# Task to complete:
In the data below, one line contains "repository 117977dbe6e4ddec" and a later one contains "impl fmt::Display for RequestKey". Print both, with every line between them, exactly and alone.

**** Data supplied

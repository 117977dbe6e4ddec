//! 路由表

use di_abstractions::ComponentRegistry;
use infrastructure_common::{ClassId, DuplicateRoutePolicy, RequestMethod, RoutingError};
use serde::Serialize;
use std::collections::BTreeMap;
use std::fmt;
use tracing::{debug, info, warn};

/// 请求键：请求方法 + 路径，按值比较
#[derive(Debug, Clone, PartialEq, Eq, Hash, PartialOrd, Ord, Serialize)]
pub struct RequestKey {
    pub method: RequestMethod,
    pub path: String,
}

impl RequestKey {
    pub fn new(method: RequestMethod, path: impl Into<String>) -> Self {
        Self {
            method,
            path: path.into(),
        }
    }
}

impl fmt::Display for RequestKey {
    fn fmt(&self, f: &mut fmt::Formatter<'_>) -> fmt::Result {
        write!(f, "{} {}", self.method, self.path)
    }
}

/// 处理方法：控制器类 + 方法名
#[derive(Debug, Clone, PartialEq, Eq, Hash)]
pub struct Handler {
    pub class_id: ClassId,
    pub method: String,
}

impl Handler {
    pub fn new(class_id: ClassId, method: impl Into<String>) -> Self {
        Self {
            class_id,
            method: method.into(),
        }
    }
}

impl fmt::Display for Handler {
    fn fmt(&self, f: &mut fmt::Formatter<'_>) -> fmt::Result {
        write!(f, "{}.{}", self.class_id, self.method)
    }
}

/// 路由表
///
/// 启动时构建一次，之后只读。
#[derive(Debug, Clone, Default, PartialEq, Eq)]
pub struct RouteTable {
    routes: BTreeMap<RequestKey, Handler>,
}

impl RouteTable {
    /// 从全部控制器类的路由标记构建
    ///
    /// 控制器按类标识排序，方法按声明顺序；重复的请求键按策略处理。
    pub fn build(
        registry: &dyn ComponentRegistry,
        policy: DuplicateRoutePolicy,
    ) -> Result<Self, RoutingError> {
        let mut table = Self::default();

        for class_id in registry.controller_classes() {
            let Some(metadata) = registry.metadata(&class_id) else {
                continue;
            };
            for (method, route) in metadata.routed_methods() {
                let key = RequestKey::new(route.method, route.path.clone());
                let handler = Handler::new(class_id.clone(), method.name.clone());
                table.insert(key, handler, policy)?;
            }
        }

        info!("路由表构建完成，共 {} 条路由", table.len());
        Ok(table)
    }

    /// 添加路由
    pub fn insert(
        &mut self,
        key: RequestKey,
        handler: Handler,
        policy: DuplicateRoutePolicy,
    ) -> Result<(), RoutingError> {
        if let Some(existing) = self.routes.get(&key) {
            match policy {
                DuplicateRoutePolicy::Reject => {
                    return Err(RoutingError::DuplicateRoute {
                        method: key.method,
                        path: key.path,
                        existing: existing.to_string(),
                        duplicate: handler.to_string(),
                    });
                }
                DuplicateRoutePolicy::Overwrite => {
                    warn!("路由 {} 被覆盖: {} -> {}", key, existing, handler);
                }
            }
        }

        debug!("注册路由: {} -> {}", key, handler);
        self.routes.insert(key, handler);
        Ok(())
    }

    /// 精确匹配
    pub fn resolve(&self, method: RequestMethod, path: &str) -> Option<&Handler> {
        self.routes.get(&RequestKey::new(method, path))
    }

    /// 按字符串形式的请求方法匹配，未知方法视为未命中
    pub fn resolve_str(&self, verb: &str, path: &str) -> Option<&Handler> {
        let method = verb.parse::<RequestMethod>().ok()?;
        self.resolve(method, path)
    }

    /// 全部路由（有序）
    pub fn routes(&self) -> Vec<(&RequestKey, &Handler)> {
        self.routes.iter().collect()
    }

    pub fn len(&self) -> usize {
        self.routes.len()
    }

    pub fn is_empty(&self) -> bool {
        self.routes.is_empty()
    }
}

********
**** Data supplied

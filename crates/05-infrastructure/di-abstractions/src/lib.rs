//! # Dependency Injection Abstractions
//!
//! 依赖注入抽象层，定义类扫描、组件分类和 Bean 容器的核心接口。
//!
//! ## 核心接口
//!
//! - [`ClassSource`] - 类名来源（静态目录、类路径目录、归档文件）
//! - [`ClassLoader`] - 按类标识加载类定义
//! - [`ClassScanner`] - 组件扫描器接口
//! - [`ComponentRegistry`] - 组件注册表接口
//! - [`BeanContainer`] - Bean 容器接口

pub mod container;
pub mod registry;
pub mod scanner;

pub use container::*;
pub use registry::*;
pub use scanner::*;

********

# Answer section:
repository 117977dbe6e4ddec
//! 路由表

use di_abstractions::ComponentRegistry;
use infrastructure_common::{ClassId, DuplicateRoutePolicy, RequestMethod, RoutingError};
use serde::Serialize;
use std::collections::BTreeMap;
use std::fmt;
use tracing::{debug, info, warn};

/// 请求键：请求方法 + 路径，按值比较
#[derive(Debug, Clone, PartialEq, Eq, Hash, PartialOrd, Ord, Serialize)]
pub struct RequestKey {
    pub method: RequestMethod,
    pub path: String,
}

impl RequestKey {
    pub fn new(method: RequestMethod, path: impl Into<String>) -> Self {
        Self {
            method,
            path: path.into(),
        }
    }
}

impl fmt::Display for RequestKey {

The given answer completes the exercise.